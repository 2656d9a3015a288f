//! In-memory backends shared by the integration tests
#![allow(dead_code)]

use adobridge::prelude::*;
use async_trait::async_trait;
use parking_lot::Mutex;
use std::collections::HashMap;
use std::sync::atomic::{AtomicBool, AtomicUsize, Ordering};
use std::time::Duration;

/// What the scripted backend has seen, and how it should misbehave
#[derive(Default)]
pub struct DriverState {
    pub connects: AtomicUsize,
    pub closes: AtomicUsize,
    pub executed: Mutex<Vec<String>>,
    pub fail_connect: AtomicBool,
    pub fail_execute: AtomicBool,
    pub dead: AtomicBool,
    pub execute_delay: Mutex<Duration>,
    pub select_result: Mutex<Option<RawResult>>,
}

impl DriverState {
    pub fn executed(&self) -> Vec<String> {
        self.executed.lock().clone()
    }

    pub fn execute_count(&self) -> usize {
        self.executed.lock().len()
    }

    pub fn set_select_result(&self, result: RawResult) {
        *self.select_result.lock() = Some(result);
    }
}

/// Driver answering every SELECT with a fixed table and every write with
/// one affected row
pub struct ScriptedDriver {
    provider: ProviderKind,
    pub state: Arc<DriverState>,
}

impl ScriptedDriver {
    pub fn new(provider: ProviderKind) -> Self {
        Self {
            provider,
            state: Arc::new(DriverState::default()),
        }
    }
}

struct ScriptedConnection {
    state: Arc<DriverState>,
}

#[async_trait]
impl DriverConnection for ScriptedConnection {
    async fn execute(&self, sql: &str, _params: &[Value]) -> Result<RawResult> {
        let delay = *self.state.execute_delay.lock();
        if !delay.is_zero() {
            tokio::time::sleep(delay).await;
        }
        self.state.executed.lock().push(sql.to_string());

        if self.state.fail_execute.load(Ordering::SeqCst) {
            return Err(Error::validation("syntax error near 'FROM'"));
        }
        if sql.trim_start().to_ascii_lowercase().starts_with("select") {
            let scripted = self.state.select_result.lock().clone();
            return Ok(scripted.unwrap_or_else(people));
        }
        Ok(RawResult::affected(1))
    }

    async fn ping(&self) -> bool {
        !self.state.dead.load(Ordering::SeqCst)
    }

    async fn close(&self) -> Result<()> {
        self.state.closes.fetch_add(1, Ordering::SeqCst);
        Ok(())
    }
}

#[async_trait]
impl Driver for ScriptedDriver {
    fn provider(&self) -> ProviderKind {
        self.provider
    }

    async fn connect(&self, _options: &PoolOptions) -> Result<Box<dyn DriverConnection>> {
        if self.state.fail_connect.load(Ordering::SeqCst) {
            return Err(Error::validation("connection refused"));
        }
        self.state.connects.fetch_add(1, Ordering::SeqCst);
        Ok(Box::new(ScriptedConnection {
            state: self.state.clone(),
        }))
    }
}

pub fn people_columns() -> Vec<String> {
    vec!["id".into(), "name".into(), "age".into()]
}

pub fn person(id: i32, name: &str, age: i32) -> Row {
    Row::new(
        people_columns(),
        vec![Value::Int32(id), Value::from(name), Value::Int32(age)],
    )
}

/// Three-row `people` table
pub fn people() -> RawResult {
    RawResult::rows(
        people_columns(),
        vec![person(1, "Alice", 30), person(2, "Bob", 25), person(3, "Carol", 35)],
    )
}

/// Small pools with short timeouts so tests stay fast
pub fn test_pools_config() -> PoolsConfig {
    let overrides = PoolOverrides {
        min_connections: Some(1),
        max_connections: Some(2),
        acquire_timeout_secs: Some(1),
        ..Default::default()
    };
    ProviderKind::ALL
        .iter()
        .fold(PoolsConfig::default(), |cfg, p| cfg.with_provider(*p, overrides.clone()))
}

/// Manager over a scripted MySQL backend
pub fn engine() -> (DatabaseManager, Arc<DriverState>) {
    engine_with(QueryConfig::default())
}

pub fn engine_with(query: QueryConfig) -> (DatabaseManager, Arc<DriverState>) {
    let driver = ScriptedDriver::new(ProviderKind::MySql);
    let state = driver.state.clone();

    let pools = Arc::new(ConnectionPoolManager::new(test_pools_config()));
    pools.register_driver(Arc::new(driver));
    let cache = Arc::new(CacheManager::new(CacheConfig::default(), None));

    (DatabaseManager::new(query, cache, pools), state)
}

pub const CONN_STR: &str = "Server=db1;Database=sales;User ID=app;Password=secret";

/// Remote tier kept in a map
#[derive(Default)]
pub struct MemoryRemote {
    pub data: Mutex<HashMap<String, String>>,
    pub fail_ops: AtomicBool,
}

#[async_trait]
impl RemoteCacheStore for MemoryRemote {
    fn name(&self) -> &str {
        "memory"
    }

    async fn connect(&self) -> Result<()> {
        Ok(())
    }

    async fn get(&self, key: &str) -> Result<Option<String>> {
        if self.fail_ops.load(Ordering::SeqCst) {
            return Err(Error::unsupported("remote down"));
        }
        Ok(self.data.lock().get(key).cloned())
    }

    async fn set(&self, key: &str, payload: &str, _ttl_seconds: u64) -> Result<()> {
        if self.fail_ops.load(Ordering::SeqCst) {
            return Err(Error::unsupported("remote down"));
        }
        self.data.lock().insert(key.to_string(), payload.to_string());
        Ok(())
    }

    async fn delete(&self, key: &str) -> Result<bool> {
        Ok(self.data.lock().remove(key).is_some())
    }

    async fn flush(&self) -> Result<()> {
        self.data.lock().clear();
        Ok(())
    }
}

/// Remote tier that never connects
pub struct UnreachableRemote;

#[async_trait]
impl RemoteCacheStore for UnreachableRemote {
    async fn connect(&self) -> Result<()> {
        Err(Error::timeout("remote cache did not answer"))
    }

    async fn get(&self, _key: &str) -> Result<Option<String>> {
        unreachable!("never connected")
    }

    async fn set(&self, _key: &str, _payload: &str, _ttl_seconds: u64) -> Result<()> {
        unreachable!("never connected")
    }

    async fn delete(&self, _key: &str) -> Result<bool> {
        unreachable!("never connected")
    }

    async fn flush(&self) -> Result<()> {
        unreachable!("never connected")
    }
}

───

WHAT THIS TASK INVOLVES: Reply with nothing but the number of lines in the entries that include "closes".

EXERCISE RESPONSE: 2